Now obviously Ren doesn’t want to be yelled at, but he feels bad for Kumatetsu for having no one on his side. So he agrees to be his disciple, to make himself a stronger person, to have a place to belong to.

And this story is not about a master and disciple coming close together, becoming strong, and doing the thing you think they will do. No, that is just the first hour. Then directions change, things get weird, and they stay weird.

Also featuring voice work from Suzu Hirose and Yô Ôizumi.

The only time in the movie where the boy’s mouth is bigger than the beast’s.

I will just go straight into it. Like I just said, only the first half follows the general plot line that I laid out. That is what I expected the whole movie to do. You know, to give me a classic Karate Kid like story, where the master and the disciple grow and learn together, and then they both achieve their dreams and do good and be good and fuck the bad guys.

But it is a lot more complicated than that. The plot never goes away, but more things start to happen that change the primary motives for some of our characters. As they age, their priorities change, and holy shit, they are like real people. I mean that in comparison to cartoon characters, not the fact that 90% of the cast are beast things.

Great, a story with character growth. But what else? Well, the animation is nice to look at. The fights are decent enough. And the comedy/drama is balanced.

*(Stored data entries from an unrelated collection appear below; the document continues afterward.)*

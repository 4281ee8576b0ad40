//! Loading user modules from a materialized code directory.

use std::cell::RefCell;
use std::collections::BTreeSet;
use std::path::{Path, PathBuf};

use super::error::{ErrorKind, ScriptError};
use super::interp::{LoadedSource, SourceLoader};
use super::parser::{parse_module, ParseError};
use crate::instrument::instrument;

pub const SOURCE_EXTENSION: &str = "flow";

#[derive(Debug, thiserror::Error)]
pub enum LoadError {
    #[error("invalid entry point '{0}': expected 'file.{SOURCE_EXTENSION}:function'")]
    BadEntryPoint(String),
    #[error("cannot read {path}: {source}")]
    Io {
        path: PathBuf,
        #[source]
        source: std::io::Error,
    },
    #[error("syntax error in {file}: {source}")]
    Parse {
        file: String,
        #[source]
        source: ParseError,
    },
    #[error("module '{module}' failed to load:\n{}", .error.render())]
    Script { module: String, error: ScriptError },
    #[error("module '{module}' has no function '{function}'")]
    MissingFunction { module: String, function: String },
}

/// `path/to/file.flow:function`
#[derive(Debug, Clone, PartialEq, Eq)]
pub struct EntryPoint {
    /// Path relative to the code directory.
    pub file: PathBuf,
    pub module: String,
    pub function: String,
}

impl EntryPoint {
    pub fn parse(spec: &str) -> Result<Self, LoadError> {
        let bad = || LoadError::BadEntryPoint(spec.to_string());
        let (file, function) = spec.rsplit_once(':').ok_or_else(bad)?;
        let stem = file
            .strip_suffix(&format!(".{SOURCE_EXTENSION}"))
            .ok_or_else(bad)?;
        let valid_ident = |s: &str| {
            !s.is_empty()
                && !s.starts_with(|c: char| c.is_ascii_digit())
                && s.chars().all(|c| c.is_alphanumeric() || c == '_')
        };
        if !valid_ident(function) || stem.is_empty() || Path::new(file).is_absolute() {
            return Err(bad());
        }
        let module = stem.trim_start_matches("./").replace(['/', '\\'], ".");
        if !module.split('.').all(valid_ident) {
            return Err(bad());
        }
        Ok(Self {
            file: PathBuf::from(file),
            module,
            function: function.to_string(),
        })
    }
}

/// Source loader over a code directory. Every module it loads is
/// instrumented and remembered as a user module.
pub struct CodeDir {
    root: PathBuf,
    hook: String,
    loaded: RefCell<BTreeSet<String>>,
}

impl CodeDir {
    pub fn new(root: impl Into<PathBuf>, hook: impl Into<String>) -> Self {
        Self {
            root: root.into(),
            hook: hook.into(),
            loaded: RefCell::new(BTreeSet::new()),
        }
    }

    pub fn root(&self) -> &Path {
        &self.root
    }

    /// Whether `module` was loaded from this directory.
    pub fn is_user_module(&self, module: &str) -> bool {
        self.loaded.borrow().contains(module)
    }

    fn module_path(&self, module: &str) -> PathBuf {
        let mut path = self.root.clone();
        for part in module.split('.') {
            path.push(part);
        }
        path.set_extension(SOURCE_EXTENSION);
        path
    }

    /// Read, parse and instrument `module` from `path`.
    pub fn read(&self, module: &str, path: &Path) -> Result<LoadedSource, LoadError> {
        let source = std::fs::read_to_string(path).map_err(|source| LoadError::Io {
            path: path.to_path_buf(),
            source,
        })?;
        let file = path.display().to_string();
        let parsed = parse_module(&source, module, &file).map_err(|source| LoadError::Parse {
            file: file.clone(),
            source,
        })?;
        self.loaded.borrow_mut().insert(module.to_string());
        tracing::debug!(module, file = %file, "Loaded user module");
        Ok(LoadedSource {
            module: instrument(parsed, &self.hook),
            source,
        })
    }

    pub fn read_entry(&self, entry: &EntryPoint) -> Result<LoadedSource, LoadError> {
        self.read(&entry.module, &self.root.join(&entry.file))
    }
}

impl SourceLoader for CodeDir {
    fn load(&self, name: &str) -> Result<Option<LoadedSource>, ScriptError> {
        let path = self.module_path(name);
        if !path.is_file() {
            return Ok(None);
        }
        self.read(name, &path)
            .map(Some)
            .map_err(|e| ScriptError::new(ErrorKind::ImportError, e.to_string()))
    }
}

#[cfg(test)]
mod tests {
    use super::*;
    use crate::script::HOOK_NAME;
    use tempfile::TempDir;

    #[test]
    fn entry_points_name_a_file_and_function() {
        let entry = EntryPoint::parse("flows/orders.flow:main").unwrap();
        assert_eq!(entry.file, PathBuf::from("flows/orders.flow"));
        assert_eq!(entry.module, "flows.orders");
        assert_eq!(entry.function, "main");

        for bad in ["orders.flow", "orders.py:main", "orders.flow:", "/abs/x.flow:main", "a-b.flow:main"] {
            assert!(EntryPoint::parse(bad).is_err(), "{bad}");
        }
    }

    #[test]
    fn imports_resolve_inside_the_code_dir() {
        let dir = TempDir::new().unwrap();
        std::fs::create_dir(dir.path().join("lib")).unwrap();
        std::fs::write(dir.path().join("lib/util.flow"), "def double(x):\n    return x * 2\n").unwrap();
        let code = CodeDir::new(dir.path(), HOOK_NAME);

        let loaded = code.load("lib.util").unwrap().unwrap();
        assert_eq!(loaded.module.name, "lib.util");
        assert!(code.is_user_module("lib.util"));
        assert!(code.load("missing").unwrap().is_none());
        assert!(!code.is_user_module("missing"));
    }

    #[test]
    fn syntax_errors_are_load_errors() {
        let dir = TempDir::new().unwrap();
        std::fs::write(dir.path().join("broken.flow"), "def broken(:\n").unwrap();
        let code = CodeDir::new(dir.path(), HOOK_NAME);
        let entry = EntryPoint::parse("broken.flow:main").unwrap();
        assert!(matches!(code.read_entry(&entry), Err(LoadError::Parse { .. })));
    }
}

Now again, things get a little bit weird near the end. The plot doesn’t get hard to follow, but the character actions do get a little bit muddled. Hell, Ichirohiko is a big part of this thing. If it was supposed to be a surprise what happened, then the surprise was bad. I also thought the character was a woman based on the voice actor as a kid and was very confused to see the deeper voice when they grew up.

The Boy and the Beast! Something different, that’s for sure.

3 out of 4.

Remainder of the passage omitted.